In hospitals, the buck stops with a nurse. That basic reality should be clear to any attentive reader of this piece. The story shows that this nurse is the only professional responsible for the overall well-being of her patients during this 12-hour shift. (The author's gender is unclear, but a blurred photo of a female nurse accompanies the piece, so for ease of use we will refer to her as a female.) This includes protecting the patients from errors by other health workers and the many things that fall between the cracks of managed care. In this one shift the nurse is at different points expected to do the work of an EKG tech, nurses' aides, housekeepers, secretaries and pharmacy delivery people, often as a result of staffing cut backs, even though she doesn't have enough time to do her own job. Having to act as an EKG tech on the shift prevents her from giving the patients their medicines on time. This is not to say that she sees it as her responsibility to do the non-nursing tasks being pushed on her. She makes clear to those who pressure her to do the tasks that it is not. But when a patient's well-being requires that something be done and no one else is going to do it, she gets it done--the mark of a serious professional coping with extremely limited resources.
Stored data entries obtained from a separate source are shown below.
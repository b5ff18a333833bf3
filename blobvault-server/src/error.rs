use axum::{
    Json,
    http::StatusCode,
    response::{IntoResponse, Response},
};
use blobvault_storage::StorageError;
use serde_json::json;
use thiserror::Error;

#[derive(Error, Debug)]
pub enum ServerError {
    #[error("Bad request: {0}")]
    BadRequest(String),

    #[error("Not found: {0}")]
    NotFound(String),

    /// Every upstream mirror failed
    #[error("Upstream failure: {message}")]
    BadGateway {
        message: String,
        upstream_status: Option<u16>,
    },

    #[error("Internal error: {0}")]
    Internal(String),
}

impl From<StorageError> for ServerError {
    fn from(e: StorageError) -> Self {
        match e {
            StorageError::NotFound(id) => ServerError::NotFound(format!("Blob {id} not found")),
            StorageError::InvalidBlobId(id) => {
                ServerError::BadRequest(format!("Invalid blob id: {id:?}"))
            }
            other => ServerError::BadGateway {
                upstream_status: other.status(),
                message: other.to_string(),
            },
        }
    }
}

impl IntoResponse for ServerError {
    fn into_response(self) -> Response {
        let (status, body) = match self {
            ServerError::BadRequest(msg) => (StatusCode::BAD_REQUEST, json!({ "error": msg })),
            ServerError::NotFound(msg) => (StatusCode::NOT_FOUND, json!({ "error": msg })),
            ServerError::BadGateway {
                message,
                upstream_status,
            } => {
                tracing::warn!(?upstream_status, "Upstream failure: {}", message);
                (
                    StatusCode::BAD_GATEWAY,
                    json!({ "error": message, "upstream_status": upstream_status }),
                )
            }
            ServerError::Internal(msg) => {
                tracing::error!("Internal error: {}", msg);
                (
                    StatusCode::INTERNAL_SERVER_ERROR,
                    json!({ "error": "Internal server error" }),
                )
            }
        };

        (status, Json(body)).into_response()
    }
}

pub type ServerResult<T> = Result<T, ServerError>;
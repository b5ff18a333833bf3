use anyhow::{Context as AnyhowContext, Result};
use blobvault_storage::BlobId;
use clap::Args;
use serde::Serialize;
use std::path::PathBuf;

use super::Context;
use super::helpers::{finish, read_password, spinner};
use crate::config::Config;
use crate::output::{print_json, print_success};

#[derive(Args)]
pub struct DownloadArgs {
    /// Blob ID returned by upload
    pub blob_id: String,
    /// Output file
    #[arg(long)]
    pub output: Option<PathBuf>,
    /// Decrypt after downloading (prompts for a password)
    #[arg(long)]
    pub decrypt: bool,
    /// Decryption password; implies --decrypt
    #[arg(long, env = "BLOBVAULT_PASSWORD", hide_env_values = true)]
    pub password: Option<String>,
}

pub async fn run(args: DownloadArgs, ctx: &Context) -> Result<()> {
    let blob_id = BlobId::parse(args.blob_id.as_str())?;
    let config = Config::load()?;

    let password = if args.decrypt || args.password.is_some() {
        Some(read_password(args.password, false)?)
    } else {
        None
    };

    let pipeline = ctx.pipeline(&config, 1)?;

    let pb = spinner(ctx, "Downloading...");
    let data = pipeline
        .download_file(&blob_id, password.as_deref().map(String::as_str))
        .await;
    finish(pb);
    let data = data.with_context(|| format!("Failed to download {blob_id}"))?;

    let output_path = args
        .output
        .unwrap_or_else(|| PathBuf::from(format!("{blob_id}.bin")));
    tokio::fs::write(&output_path, &data)
        .await
        .with_context(|| format!("Failed to write {}", output_path.display()))?;

    if ctx.json_output {
        #[derive(Serialize)]
        struct Output {
            blob_id: String,
            output: String,
            size: usize,
            decrypted: bool,
        }
        print_json(&Output {
            blob_id: blob_id.to_string(),
            output: output_path.display().to_string(),
            size: data.len(),
            decrypted: password.is_some(),
        })?;
    } else {
        print_success(format!(
            "Downloaded {blob_id} → {} ({} bytes)",
            output_path.display(),
            data.len()
        ));
    }

    Ok(())
}
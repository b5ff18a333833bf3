use thiserror::Error;

#[derive(Error, Debug, Clone, PartialEq, Eq)]
pub enum CryptError {
    #[error("Malformed blob: {len} bytes does not exceed the {header}-byte salt+IV header")]
    MalformedBlob { len: usize, header: usize },

    /// Wrong password, tampered bytes or a truncated ciphertext. GCM cannot
    /// tell these apart, and neither do we.
    #[error("Decryption failed (wrong password or corrupted blob)")]
    Decryption,

    #[error("Encryption failed: {0}")]
    Encryption(String),

    #[error("Invalid KDF parameters: {0}")]
    InvalidParams(String),
}

pub type CryptResult<T> = Result<T, CryptError>;
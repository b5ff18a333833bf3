//! Storage trait and the types that cross it

use std::fmt;

use async_trait::async_trait;
use bytes::Bytes;
use serde::{Deserialize, Serialize};

use crate::error::{StorageError, StorageResult};

/// Longest id accepted; Walrus ids are 43 characters
const MAX_BLOB_ID_LEN: usize = 128;

/// Content-addressed blob identifier assigned by the storage network
///
/// Opaque to us apart from the character set: URL-safe base64, which keeps
/// ids safe to splice into a request path.
#[derive(Clone, Debug, PartialEq, Eq, Hash, Serialize, Deserialize)]
#[serde(try_from = "String", into = "String")]
pub struct BlobId(String);

impl BlobId {
    pub fn parse(s: impl Into<String>) -> StorageResult<Self> {
        let s = s.into();
        let valid_chars = s
            .bytes()
            .all(|b| b.is_ascii_alphanumeric() || b == b'-' || b == b'_');
        if s.is_empty() || s.len() > MAX_BLOB_ID_LEN || !valid_chars {
            return Err(StorageError::InvalidBlobId(s));
        }
        Ok(Self(s))
    }

    pub fn as_str(&self) -> &str {
        &self.0
    }
}

impl fmt::Display for BlobId {
    fn fmt(&self, f: &mut fmt::Formatter<'_>) -> fmt::Result {
        f.write_str(&self.0)
    }
}

impl std::str::FromStr for BlobId {
    type Err = StorageError;

    fn from_str(s: &str) -> StorageResult<Self> {
        Self::parse(s)
    }
}

impl TryFrom<String> for BlobId {
    type Error = StorageError;

    fn try_from(s: String) -> StorageResult<Self> {
        Self::parse(s)
    }
}

impl From<BlobId> for String {
    fn from(id: BlobId) -> Self {
        id.0
    }
}

/// How the publisher satisfied an upload
#[derive(Clone, Copy, Debug, PartialEq, Eq, Serialize, Deserialize)]
#[serde(rename_all = "snake_case")]
pub enum BlobStatus {
    /// Fresh storage was registered for this content
    NewlyCreated,
    /// Identical content was already certified (dedup hit)
    AlreadyCertified,
}

/// Normalized result of a successful upload
#[derive(Clone, Debug, PartialEq, Eq, Serialize, Deserialize)]
pub struct StoredBlob {
    pub blob_id: BlobId,
    pub status: BlobStatus,
    /// Last epoch the blob is guaranteed to be retained
    pub end_epoch: Option<u64>,
    /// Sui object id for new blobs, certifying tx digest for dedup hits
    pub sui_ref: String,
    /// Name of the mirror that accepted the upload
    pub mirror: String,
    /// Where the blob can be fetched, on the accepting mirror's download side
    pub blob_url: String,
}

/// Blob storage network client
///
/// Implementations hold no per-blob state; retention is owned by the network.
#[async_trait]
pub trait BlobStore: Send + Sync {
    /// Store `data` and return the identifier the network assigned
    async fn upload(&self, data: Bytes) -> StorageResult<StoredBlob>;

    /// Fetch the raw bytes for `id`
    ///
    /// Returns `StorageError::NotFound` if no mirror knows the blob.
    async fn download(&self, id: &BlobId) -> StorageResult<Vec<u8>>;
}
When not dealing with the expectation that she do everyone else's job, she handles three ICU patients, though one to two is the safe staffing number. Her patients are an agitated man in restraints suffering alcohol withdrawal, a 300-pound woman with a serious blood infection, and a man with severe cerebral palsy suffering pneumonia and bedsores.

The nurse constantly monitors the physical and mental conditions of these patients. She handles their difficult hour-to-hour needs, including feeding, bathing and moving, which are in fact critical to their survival. With the help of other nurses, she adjusts the overweight patient's position so she can breathe, and at another point stops a kitchen worker from giving the patient a meal that would harm her. For both of these critical interventions, she receives abuse from the patient. She must spend a lot of time successfully negotiating a change in another patient's medication to reduce his severe agitation and the likelihood of complications, an effort made necessary by the junior physicians' reluctance to do it without the attending's OK.

She coordinates relations between patients, their families and other health workers. She acts as the main source of health information for patients' family members, suffering abuse from more than one for not being as responsive as they think she should be, but also manages to provide skilled support and an Al-Anon referral to a patient's distraught mother.

Miraculously, none of her patients appears to suffer serious long-term problems because of the short-staffing on this particular shift. But the high risk of that result should be obvious.

The ICU nurse ends her piece by describing the pain this shift has caused to her own back, neck, ankles and head, then noting: "How much longer I can work like this, I just don't know."

This kind of article, in which a skilled nurse plainly and without sentiment describes what she does and why it is important, is very helpful. What emerges is a portrait of a dedicated professional struggling to protect her patients and herself from a dangerous and unjust system. Both the author and Reader's Digest deserve the thanks of nurses for this article, which should help to spur collective action to solve the glaring problems it reveals.